Dans bien des cas, cette confiance est tout à fait compréhensible.
Le problème, c'est que cette assurance repose souvent sur des structures de gouvernance mises en place plusieurs années auparavant, généralement dans un contexte où le modèle opérationnel, le paysage des fournisseurs ou Marge étaient différents. À l'époque, ces structures étaient peut-être tout à fait adaptées et solides sur le plan commercial.
Cependant, les organisations évoluent. Elles se développent, procèdent à des acquisitions, se numérisent, regroupent leurs fournisseurs, élargissent leur champ d'action et renouvellent leurs contrats, généralement de manière progressive plutôt que par le biais d'un événement transformateur unique. Au fil du temps, l'entreprise change, mais le mécanisme utilisé pour vérifier l'adéquation des fournisseurs reste souvent ancré dans sa conception initiale.

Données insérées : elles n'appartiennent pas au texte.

//! Command idempotency keys.

use chrono::Utc;
use sqlx::SqlitePool;

use mo_core::AggregateId;

use crate::error::{map_sqlx_error, StoreResult};

#[derive(Debug, Clone)]
pub struct IdempotencyStore {
    pool: SqlitePool,
}

impl IdempotencyStore {
    pub fn new(pool: SqlitePool) -> Self {
        Self { pool }
    }

    /// Record a key; returns `true` when the key was fresh.
    ///
    /// A duplicate key means the command already ran and the caller must
    /// not re-execute it.
    pub async fn register(
        &self,
        idempotency_key: &str,
        command_type: &str,
        aggregate_id: &AggregateId,
    ) -> StoreResult<bool> {
        let result = sqlx::query(
            r#"
            INSERT OR IGNORE INTO idempotency_keys (
                idempotency_key,
                command_type,
                aggregate_id,
                created_at
            )
            VALUES (?1, ?2, ?3, ?4)
            "#,
        )
        .bind(idempotency_key)
        .bind(command_type)
        .bind(aggregate_id.as_str())
        .bind(Utc::now().timestamp_millis())
        .execute(&self.pool)
        .await
        .map_err(|e| map_sqlx_error("idempotency.register", e))?;

        Ok(result.rows_affected() == 1)
    }

    pub async fn contains(&self, idempotency_key: &str) -> StoreResult<bool> {
        let row = sqlx::query(
            r#"SELECT 1 FROM idempotency_keys WHERE idempotency_key = ?1"#,
        )
        .bind(idempotency_key)
        .fetch_optional(&self.pool)
        .await
        .map_err(|e| map_sqlx_error("idempotency.contains", e))?;

        Ok(row.is_some())
    }
}
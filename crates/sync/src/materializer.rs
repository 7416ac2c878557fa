//! Remote record materialization.

use std::time::Duration;

use tracing::{debug, instrument};
use uuid::Uuid;

use mo_core::{binding, AggregateId, AggregateType, EventRecord};
use mo_keyring::KeyringManager;
use mo_store::{RemoteEventRow, SqliteEventStore};

use crate::error::{SyncError, SyncResult};
use crate::record::RemoteEventRecord;

const CONVERGENCE_RETRIES: u32 = 50;
const CONVERGENCE_TICK: Duration = Duration::from_millis(5);

/// Turns pulled remote records into local event rows.
#[derive(Debug, Clone)]
pub struct RemoteMaterializer {
    store: SqliteEventStore,
    keyring: KeyringManager,
}

impl RemoteMaterializer {
    pub fn new(store: SqliteEventStore, keyring: KeyringManager) -> Self {
        Self { store, keyring }
    }

    /// Validate and persist one pulled record.
    ///
    /// Ingests any in-band keyring update, resolves the declared epoch's
    /// DEK, decrypts the envelope to check `meta.event_id` against the
    /// transport's id, then writes the row (original ciphertext bytes)
    /// plus its `sync_event_map` link in one transaction.
    #[instrument(skip(self, record_json), fields(event_id = %event_id, global_sequence), err)]
    pub async fn materialize_remote_event(
        &self,
        event_id: Uuid,
        record_json: &str,
        global_sequence: i64,
    ) -> SyncResult<EventRecord> {
        let record: RemoteEventRecord = serde_json::from_str(record_json)
            .map_err(|e| SyncError::MalformedRecord(e.to_string()))?;

        if let Some(update) = &record.keyring_update {
            self.keyring
                .ingest_keyring_update(&record.aggregate_id, update)
                .await?;
        }

        let dek = self
            .keyring
            .resolve_key_for_epoch(&record.aggregate_id, record.epoch.unwrap_or(0))
            .await?;

        let aad = binding::event_aad(record.aggregate_type, &record.aggregate_id, record.version);
        let plain = mo_crypto::decrypt(&record.payload, &dek, &aad)?;
        let (meta, _event) = mo_events::decode_envelope(&plain)?;

        if meta.event_id != event_id {
            return Err(SyncError::EventIdMismatch {
                expected: event_id,
                found: meta.event_id,
            });
        }
        if meta.event_type != record.event_type {
            return Err(SyncError::MalformedRecord(format!(
                "record event_type '{}' disagrees with envelope '{}'",
                record.event_type, meta.event_type
            )));
        }

        let row = self
            .store
            .insert_remote_event(
                RemoteEventRow {
                    id: event_id,
                    aggregate_type: record.aggregate_type,
                    aggregate_id: record.aggregate_id,
                    event_type: record.event_type,
                    payload_encrypted: record.payload,
                    keyring_update: record.keyring_update,
                    version: record.version,
                    occurred_at: meta.occurred_at,
                    actor_id: meta.actor_id,
                    causation_id: meta.causation_id,
                    correlation_id: meta.correlation_id,
                    epoch: record.epoch,
                },
                global_sequence,
            )
            .await?;

        debug!(version = row.version, "materialized remote event");
        Ok(row)
    }

    /// Wait until the local store reflects `version` for an aggregate.
    ///
    /// Bounded poll (50 × 5 ms); the transport calls this after rewrites
    /// and materialization before advancing its pull cursor.
    pub async fn wait_for_local_version(
        &self,
        aggregate_type: AggregateType,
        aggregate_id: &AggregateId,
        version: u64,
    ) -> SyncResult<()> {
        for _ in 0..CONVERGENCE_RETRIES {
            if self.store.max_version(aggregate_type, aggregate_id).await? >= version {
                return Ok(());
            }
            tokio::time::sleep(CONVERGENCE_TICK).await;
        }

        Err(SyncError::Timeout {
            aggregate_id: aggregate_id.clone(),
            version,
        })
    }
}

#[cfg(test)]
mod tests {
    use super::*;
    use chrono::{TimeZone, Utc};
    use mo_crypto::SymmetricKey;
    use mo_events::{encode_envelope, DomainEvent, EventMeta, GoalCreated};
    use mo_keyring::{init_keyring_schema, AggregateKeyStore, KeyringStateStore, MasterKeyHolder};
    use mo_store::{init_store_schema, ChangeNotifier};
    use sqlx::sqlite::SqlitePoolOptions;
    use sqlx::SqlitePool;

    async fn pool() -> SqlitePool {
        let pool = SqlitePoolOptions::new()
            .max_connections(1)
            .connect("sqlite::memory:")
            .await
            .unwrap();
        init_store_schema(&pool).await.unwrap();
        init_keyring_schema(&pool).await.unwrap();
        pool
    }

    fn manager(pool: &SqlitePool, master: &MasterKeyHolder) -> KeyringManager {
        KeyringManager::new(
            master.clone(),
            AggregateKeyStore::new(pool.clone(), master.clone()),
            KeyringStateStore::new(pool.clone()),
        )
    }

    /// Build the record another device would have pushed.
    async fn remote_record(
        master: &MasterKeyHolder,
        aggregate_id: &str,
        version: u64,
    ) -> (Uuid, String) {
        // The "other device": own stores, same master key.
        let other_pool = pool().await;
        let other = manager(&other_pool, master);

        let id = AggregateId::new(aggregate_id);
        let dek = SymmetricKey::generate();
        let t = Utc.timestamp_millis_opt(1_700_000_000_000).unwrap();
        let update = other
            .create_initial_update(&id, &dek, t)
            .await
            .unwrap()
            .unwrap();

        let event_id = Uuid::now_v7();
        let plain = encode_envelope(
            EventMeta {
                event_id,
                event_type: "goal.created".to_string(),
                occurred_at: t,
                actor_id: Some("device-x".to_string()),
                causation_id: None,
                correlation_id: None,
            },
            &DomainEvent::GoalCreated(GoalCreated {
                title: "Synced goal".to_string(),
                color: "slate".to_string(),
                target_date: None,
            }),
        )
        .unwrap();

        let aad = binding::event_aad(AggregateType::Goal, &id, version);
        let record = RemoteEventRecord {
            aggregate_type: AggregateType::Goal,
            aggregate_id: id,
            event_type: "goal.created".to_string(),
            version,
            epoch: Some(0),
            payload: mo_crypto::encrypt(&plain, &dek, &aad).unwrap(),
            keyring_update: Some(update.keyring_update),
        };

        (event_id, serde_json::to_string(&record).unwrap())
    }

    #[tokio::test]
    async fn materializes_the_original_ciphertext_with_its_link() {
        let master = MasterKeyHolder::new();
        master.set(SymmetricKey::generate());
        let (event_id, json) = remote_record(&master, "goal-abc", 1).await;

        let local_pool = pool().await;
        let keyring = manager(&local_pool, &master);
        let store = SqliteEventStore::new(local_pool.clone(), ChangeNotifier::new());
        let materializer = RemoteMaterializer::new(store.clone(), keyring.clone());

        let row = materializer
            .materialize_remote_event(event_id, &json, 42)
            .await
            .unwrap();
        assert_eq!(row.global_sequence, Some(42));
        assert_eq!(row.version, 1);
        assert_eq!(row.actor_id.as_deref(), Some("device-x"));

        // The stored bytes are the pulled bytes, and the learned keyring
        // decrypts them.
        let record: RemoteEventRecord = serde_json::from_str(&json).unwrap();
        let stored = store.get_event_by_id(event_id).await.unwrap().unwrap();
        assert_eq!(stored.payload_encrypted, record.payload);

        let dek = keyring.resolve_key_for_event(&stored).await.unwrap();
        let aad = binding::event_aad(AggregateType::Goal, &stored.aggregate_id, 1);
        assert!(mo_crypto::decrypt(&stored.payload_encrypted, &dek, &aad).is_ok());

        materializer
            .wait_for_local_version(AggregateType::Goal, &stored.aggregate_id, 1)
            .await
            .unwrap();
    }

    #[tokio::test]
    async fn event_id_mismatch_is_rejected() {
        let master = MasterKeyHolder::new();
        master.set(SymmetricKey::generate());
        let (_event_id, json) = remote_record(&master, "goal-abc", 1).await;

        let local_pool = pool().await;
        let materializer = RemoteMaterializer::new(
            SqliteEventStore::new(local_pool.clone(), ChangeNotifier::new()),
            manager(&local_pool, &master),
        );

        let forged_id = Uuid::now_v7();
        let err = materializer
            .materialize_remote_event(forged_id, &json, 1)
            .await
            .unwrap_err();
        assert!(matches!(err, SyncError::EventIdMismatch { .. }));

        // Nothing was written.
        let store = SqliteEventStore::new(local_pool, ChangeNotifier::new());
        assert!(store.get_event_by_id(forged_id).await.unwrap().is_none());
    }

    #[tokio::test]
    async fn convergence_wait_times_out_when_nothing_arrives() {
        let master = MasterKeyHolder::new();
        master.set(SymmetricKey::generate());
        let local_pool = pool().await;
        let materializer = RemoteMaterializer::new(
            SqliteEventStore::new(local_pool.clone(), ChangeNotifier::new()),
            manager(&local_pool, &master),
        );

        let err = materializer
            .wait_for_local_version(AggregateType::Goal, &AggregateId::new("goal-never"), 1)
            .await
            .unwrap_err();
        assert!(matches!(err, SyncError::Timeout { version: 1, .. }));
    }
}
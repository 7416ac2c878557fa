//! Tracing/logging initialization.

use tracing_subscriber::EnvFilter;

/// Install the JSON fmt subscriber, filtered by `RUST_LOG`.
///
/// Safe to call multiple times (subsequent calls are no-ops). Event and
/// key material never enters log fields; only identifiers, versions, and
/// sequence numbers are recorded.
pub fn init() {
    let filter = EnvFilter::try_from_default_env().unwrap_or_else(|_| EnvFilter::new("info"));

    let _ = tracing_subscriber::fmt()
        .with_env_filter(filter)
        .json()
        .with_timer(tracing_subscriber::fmt::time::SystemTime)
        .with_target(false)
        .try_init();
}
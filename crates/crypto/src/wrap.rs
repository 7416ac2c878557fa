//! Key wrapping for recipient public keys (ECIES-style envelope).
//!
//! Envelope layout: `ephemeral_public(65) ∥ iv(12) ∥ ciphertext ∥ tag(16)`.
//! The AES wrap key is HKDF-derived from the raw ECDH shared secret under
//! the `"ecies-wrap"` context.

use p256::ecdh::{diffie_hellman, EphemeralSecret};
use p256::elliptic_curve::sec1::ToEncodedPoint;
use rand::rngs::OsRng;

use crate::aead::{self, SymmetricKey, IV_LEN, TAG_LEN};
use crate::error::{CryptoError, CryptoResult};
use crate::kdf::derive_from_secret;
use crate::keypair::{parse_private_key, parse_public_key};

const EPHEMERAL_PUBLIC_LEN: usize = 65;
const WRAP_CONTEXT: &str = "ecies-wrap";

/// Wrap `key_material` for the holder of `recipient_public_sec1`.
pub fn wrap_key(key_material: &[u8], recipient_public_sec1: &[u8]) -> CryptoResult<Vec<u8>> {
    let recipient = parse_public_key(recipient_public_sec1)?;

    let ephemeral = EphemeralSecret::random(&mut OsRng);
    let ephemeral_public = ephemeral.public_key().to_encoded_point(false);

    let shared = ephemeral.diffie_hellman(&recipient);
    let wrap_key = derive_from_secret(shared.raw_secret_bytes().as_slice(), WRAP_CONTEXT);

    let sealed = aead::encrypt(key_material, &wrap_key, &[])?;

    let mut out = Vec::with_capacity(EPHEMERAL_PUBLIC_LEN + sealed.len());
    out.extend_from_slice(ephemeral_public.as_bytes());
    out.extend_from_slice(&sealed);
    Ok(out)
}

/// Unwrap an envelope produced by [`wrap_key`] with the recipient's PKCS#8
/// private key.
pub fn unwrap_key(envelope: &[u8], recipient_private_pkcs8: &[u8]) -> CryptoResult<Vec<u8>> {
    if envelope.len() < EPHEMERAL_PUBLIC_LEN + IV_LEN + TAG_LEN + 1 {
        return Err(CryptoError::MalformedEnvelope);
    }

    let (ephemeral_bytes, sealed) = envelope.split_at(EPHEMERAL_PUBLIC_LEN);
    let ephemeral = parse_public_key(ephemeral_bytes)?;
    let secret = parse_private_key(recipient_private_pkcs8)?;

    let shared = diffie_hellman(secret.to_nonzero_scalar(), ephemeral.as_affine());
    let wrap_key = derive_from_secret(shared.raw_secret_bytes().as_slice(), WRAP_CONTEXT);

    aead::decrypt(sealed, &wrap_key, &[])
}

/// Convenience: wrap a symmetric key.
pub fn wrap_symmetric(key: &SymmetricKey, recipient_public_sec1: &[u8]) -> CryptoResult<Vec<u8>> {
    wrap_key(key.as_bytes(), recipient_public_sec1)
}

#[cfg(test)]
mod tests {
    use super::*;
    use crate::keypair::generate_encryption_keypair;

    #[test]
    fn wrap_unwrap_round_trip() {
        let recipient = generate_encryption_keypair().unwrap();
        let dek = SymmetricKey::generate();

        let envelope = wrap_symmetric(&dek, &recipient.public).unwrap();
        assert_eq!(
            envelope.len(),
            EPHEMERAL_PUBLIC_LEN + IV_LEN + 32 + TAG_LEN
        );

        let unwrapped = unwrap_key(&envelope, &recipient.private).unwrap();
        assert_eq!(unwrapped, dek.to_vec());
    }

    #[test]
    fn unwrap_with_wrong_private_key_fails() {
        let recipient = generate_encryption_keypair().unwrap();
        let interloper = generate_encryption_keypair().unwrap();

        let envelope = wrap_key(b"0123456789abcdef0123456789abcdef", &recipient.public).unwrap();
        assert_eq!(
            unwrap_key(&envelope, &interloper.private).unwrap_err(),
            CryptoError::Decryption
        );
    }

    #[test]
    fn truncated_envelope_is_malformed() {
        let recipient = generate_encryption_keypair().unwrap();
        let envelope = wrap_key(b"key material here", &recipient.public).unwrap();

        assert_eq!(
            unwrap_key(&envelope[..EPHEMERAL_PUBLIC_LEN + IV_LEN], &recipient.private).unwrap_err(),
            CryptoError::MalformedEnvelope
        );
    }

    #[test]
    fn fresh_ephemeral_per_wrap() {
        let recipient = generate_encryption_keypair().unwrap();
        let a = wrap_key(b"same key material bytes", &recipient.public).unwrap();
        let b = wrap_key(b"same key material bytes", &recipient.public).unwrap();
        assert_ne!(a, b);
    }
}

Les catégories qui n'ont pas fait l'objet d'un examen récent sont considérées comme restant compétitives, car aucune perturbation notable n'a été constatée. Les contrats à renouvellement automatique sont considérés comme acquis. Les relations de longue date avec les fournisseurs sont assimilées à une bonne coordination. Les rapports continuent de confirmer que les prestations sont conformes aux paramètres convenus, et l'absence de perturbations devient la preuve d'une bonne maîtrise de la situation.
On s'interroge rarement pour savoir si ces décisions d'optimisation initiales reflètent toujours les conditions actuelles du marché, la dynamique des prix et les priorités stratégiques. La dérive commerciale se manifeste rarement sous la forme d'un événement spectaculaire. Elle se manifeste progressivement dans des contrats qui se sont éloignés de la position de marché, dans des périmètres qui se sont étendus au-delà de la logique tarifaire initiale et dans des modèles de services qui ne soutiennent plus pleinement les objectifs actuels de l'organisation. Comme la gouvernance continue de fonctionner, ces changements passent largement inaperçus.
Le « fossé de surveillance » désigne l'écart entre l'optimisation héritée du passé et la réalité commerciale actuelle. Pour le combler, il faut procéder à un réajustement structuré, non pas parce que la gestion des coûts a échoué, mais parce qu'une optimisation réalisée une fois n'est pas une optimisation durable.